Aunt Lottie was probably one of the very best cooks in the county. She was known for her jellies, jams, custard pies, cakes, vinegar slaw, lime pickles, and vegetable casseroles. All who were in attendance at church pitch-ins, banquets, public picnics sought after food that she had prepared. It common that after the blessing was given, people got up to get in line. Quite few, who were in the know, would rush over to the opposite end of the tables to the desert end and snatch up a piece of her fabulous pies, cobblers, or cakes and some of her glorious vegetable casseroles.

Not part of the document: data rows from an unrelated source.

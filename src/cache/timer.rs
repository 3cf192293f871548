//! Expiry Timer Module
//!
//! A timer is a deadline plus the waiter task sleeping towards it. Resetting a
//! timer only moves the deadline; the waiter notices on wake-up and sleeps
//! again, so a stale fire can never remove a refreshed entry.

use std::fmt;
use std::time::Duration;

use tokio::task::JoinHandle;
use tokio::time::Instant;

/// Clamp for deadlines that would overflow the clock (about 30 years).
const FAR_FUTURE: Duration = Duration::from_secs(86_400 * 365 * 30);

// == Expiry Kind ==
/// Which of an entry's two timers fired.
#[derive(Debug, Clone, Copy, PartialEq, Eq, Hash)]
pub enum ExpiryKind {
    /// Maximum lifetime since insertion or last overwrite
    Lifetime,
    /// Maximum idle time since insertion, last overwrite or last read
    Idle,
}

impl ExpiryKind {
    /// The other timer of the same entry.
    pub fn sibling(self) -> Self {
        match self {
            ExpiryKind::Lifetime => ExpiryKind::Idle,
            ExpiryKind::Idle => ExpiryKind::Lifetime,
        }
    }
}

impl fmt::Display for ExpiryKind {
    fn fmt(&self, f: &mut fmt::Formatter<'_>) -> fmt::Result {
        match self {
            ExpiryKind::Lifetime => f.write_str("lifetime"),
            ExpiryKind::Idle => f.write_str("idle"),
        }
    }
}

/// Returns `now + duration`, clamped instead of overflowing.
pub fn deadline_after(now: Instant, duration: Duration) -> Instant {
    now.checked_add(duration)
        .or_else(|| now.checked_add(FAR_FUTURE))
        .unwrap_or(now)
}

// == Expiry Timer ==
/// One armed single-shot timer of an entry.
///
/// Dropping the timer stops its waiter.
pub struct ExpiryTimer {
    deadline: Instant,
    waiter: JoinHandle<()>,
}

impl ExpiryTimer {
    pub fn new(deadline: Instant, waiter: JoinHandle<()>) -> Self {
        Self { deadline, waiter }
    }

    pub fn deadline(&self) -> Instant {
        self.deadline
    }

    /// Re-arms the timer. Must be called with the store lock held.
    pub fn reset(&mut self, deadline: Instant) {
        self.deadline = deadline;
    }

    pub fn is_expired(&self, now: Instant) -> bool {
        now >= self.deadline
    }

    /// Stops the waiter. A waiter already blocked on the store lock finishes
    /// its current wake-up as a no-op.
    pub fn stop(&self) {
        self.waiter.abort();
    }
}

impl Drop for ExpiryTimer {
    fn drop(&mut self) {
        self.stop();
    }
}

impl fmt::Debug for ExpiryTimer {
    fn fmt(&self, f: &mut fmt::Formatter<'_>) -> fmt::Result {
        f.debug_struct("ExpiryTimer")
            .field("deadline", &self.deadline)
            .field("finished", &self.waiter.is_finished())
            .finish()
    }
}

Recently, Little Bill had some of Aunt Lottie’s pancakes with plumb syrup. The plumb syrup was his downfall, because he over indulged to such a degree that his system was in turmoil for a few days.

So, a legend was born from this incident. Years afterward, at any pancake breakfast held in the county, sponsored by any church, Sunday school class, Lions Club, Rotary Club or any organization that wanted to raise money for a “project”, the question was often asked by many who attended these breakfasts; “Are some of these Aunt Lottie’s pancakes?”

Some of the other signs that were hung: Keep skunks, bankers, and lawyers at a distance. Meanness doesn’t happen overnight. It doesn’t take a very big person to carry a grudge. You cannot unsay a cruel word. When you wallow with pigs, expect to get dirty. Silence sometimes is the best answer. Sometimes you get, sometimes you get got. Lettin’ the cat outa the bag is whole lot easier than puttin’ in back. Live simply, love generously, care deeply, speak kindly, and leave the rest to God.

I think that currently, our country needs many more small towns like this. What a lovely, gentle age.